Exercise. Word for word, return the lines from the start of the entries below through the line that has "missing or malformed".

Collected data:
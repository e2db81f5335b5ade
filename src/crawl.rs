//! Same-origin URL discovery.
//!
//! Collects hyperlink targets from a seed page, keeps those sharing the
//! seed's origin, and unions in `sitemap.xml` entries when present. Fetch
//! failures on the seed yield an empty result; a missing or malformed
//! sitemap is silently ignored.

use std::collections::HashSet;

use quick_xml::events::Event;
use quick_xml::Reader;
use scraper::{Html, Selector};
use tracing::{debug, error};
use url::Url;

use crate::fetch::Fetcher;

/// Discover in-scope URLs starting from `seed`.
///
/// The result is deduplicated and unordered; the caller truncates it to its
/// page limit. An empty result means there is nothing to ingest.
pub async fn discover_urls(fetcher: &dyn Fetcher, seed: &str) -> Vec<String> {
    let base = match Url::parse(seed) {
        Ok(url) => url,
        Err(err) => {
            error!(seed, %err, "invalid seed URL");
            return Vec::new();
        }
    };

    let mut urls: HashSet<String> = match fetcher.fetch(seed).await {
        Ok(page) if page.is_success() => {
            let html = String::from_utf8_lossy(&page.bytes);
            same_origin_links(&html, &base)
        }
        Ok(page) => {
            error!(seed, status = page.status, "seed page fetch failed");
            return Vec::new();
        }
        Err(err) => {
            error!(seed, error = %format!("{err:#}"), "seed page fetch failed");
            return Vec::new();
        }
    };

    // Union in sitemap entries that fall under the seed URL. Absence or
    // failure of the sitemap is not an error.
    if let Ok(sitemap_url) = base.join("sitemap.xml") {
        match fetcher.fetch(sitemap_url.as_str()).await {
            Ok(page) if page.is_success() => {
                for url in sitemap_urls(&page.bytes, seed) {
                    urls.insert(url);
                }
            }
            Ok(_) | Err(_) => {
                debug!(seed, "no sitemap found, continuing with discovered URLs");
            }
        }
    }

    urls.into_iter().collect()
}

/// Extract all `a[href]` targets from `html`, resolved against `base`,
/// keeping only URLs with the same origin (scheme + host + port).
pub fn same_origin_links(html: &str, base: &Url) -> HashSet<String> {
    let document = Html::parse_document(html);
    let selector = Selector::parse("a[href]").expect("anchor selector");

    let mut links = HashSet::new();
    for element in document.select(&selector) {
        let Some(href) = element.value().attr("href") else {
            continue;
        };
        // Same-page anchors resolve to the page itself.
        if href.starts_with('#') {
            continue;
        }
        if let Ok(url) = base.join(href) {
            if same_origin(&url, base) {
                links.insert(url.to_string());
            }
        }
    }
    links
}

fn same_origin(a: &Url, b: &Url) -> bool {
    a.scheme() == b.scheme()
        && a.host_str() == b.host_str()
        && a.port_or_known_default() == b.port_or_known_default()
}

/// Parse `<loc>` entries out of a sitemap, keeping URLs under `seed`.
pub fn sitemap_urls(xml: &[u8], seed: &str) -> Vec<String> {
    let mut reader = Reader::from_reader(xml);
    let mut buf = Vec::new();
    let mut urls = Vec::new();
    let mut in_loc = false;

    loop {
        match reader.read_event_into(&mut buf) {
            Ok(Event::Start(e)) if e.local_name().as_ref() == b"loc" => in_loc = true,
            Ok(Event::End(e)) if e.local_name().as_ref() == b"loc" => in_loc = false,
            Ok(Event::Text(t)) if in_loc => {
                if let Ok(text) = t.unescape() {
                    let url = text.trim().to_string();
                    if url.starts_with(seed) {
                        urls.push(url);
                    }
                }
            }
            Ok(Event::Eof) => break,
            // Malformed sitemaps are ignored, not fatal.
            Err(_) => break,
            _ => {}
        }
        buf.clear();
    }

    urls
}

#[cfg(test)]
mod tests {
    use super::*;
    use crate::fetch::StaticFetcher;

    const SEED: &str = "https://docs.example/";

    #[test]
    fn keeps_same_origin_links_only() {
        let html = r##"
            <html><body>
              <a href="/guide">Guide</a>
              <a href="https://docs.example/api">API</a>
              <a href="reference">Reference</a>
              <a href="https://other.example/away">Other site</a>
              <a href="http://docs.example/insecure">Scheme change</a>
              <a href="/guide">Guide again</a>
              <a href="#section">Anchor</a>
            </body></html>
        "##;
        let base = Url::parse(SEED).unwrap();
        let links = same_origin_links(html, &base);

        let mut sorted: Vec<_> = links.into_iter().collect();
        sorted.sort();
        assert_eq!(
            sorted,
            vec![
                "https://docs.example/api",
                "https://docs.example/guide",
                "https://docs.example/reference",
            ]
        );
    }

    #[test]
    fn sitemap_locs_are_filtered_by_seed_prefix() {
        let xml = br#"<?xml version="1.0" encoding="UTF-8"?>
            <urlset xmlns="http://www.sitemaps.org/schemas/sitemap/0.9">
              <url><loc>https://docs.example/guide</loc></url>
              <url><loc> https://docs.example/api </loc></url>
              <url><loc>https://other.example/elsewhere</loc></url>
            </urlset>"#;
        let urls = sitemap_urls(xml, SEED);
        assert_eq!(
            urls,
            vec!["https://docs.example/guide", "https://docs.example/api"]
        );
    }

    #[test]
    fn malformed_sitemap_is_ignored() {
        let urls = sitemap_urls(b"<urlset><loc>https://docs.example/a", SEED);
        assert_eq!(urls, vec!["https://docs.example/a"]);
        let urls = sitemap_urls(b"not xml at all", SEED);
        assert!(urls.is_empty());
    }

    #[tokio::test]
    async fn seed_fetch_failure_yields_empty_result() {
        let fetcher = StaticFetcher::new();
        let urls = discover_urls(&fetcher, SEED).await;
        assert!(urls.is_empty());
    }

    #[tokio::test]
    async fn sitemap_entries_are_unioned_with_page_links() {
        let fetcher = StaticFetcher::new()
            .with_page(
                SEED,
                r#"<html><body><a href="/guide">Guide</a></body></html>"#,
            )
            .with_page(
                "https://docs.example/sitemap.xml",
                r#"<urlset><url><loc>https://docs.example/hidden</loc></url></urlset>"#,
            );
        let mut urls = discover_urls(&fetcher, SEED).await;
        urls.sort();
        assert_eq!(
            urls,
            vec!["https://docs.example/guide", "https://docs.example/hidden"]
        );
    }
}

Result.
repository e2db81f5335b5ade
filename src/crawl.rs
//! Same-origin URL discovery.
//!
//! Collects hyperlink targets from a seed page, keeps those sharing the
//! seed's origin, and unions in `sitemap.xml` entries when present. Fetch
//! failures on the seed yield an empty result; a missing or malformed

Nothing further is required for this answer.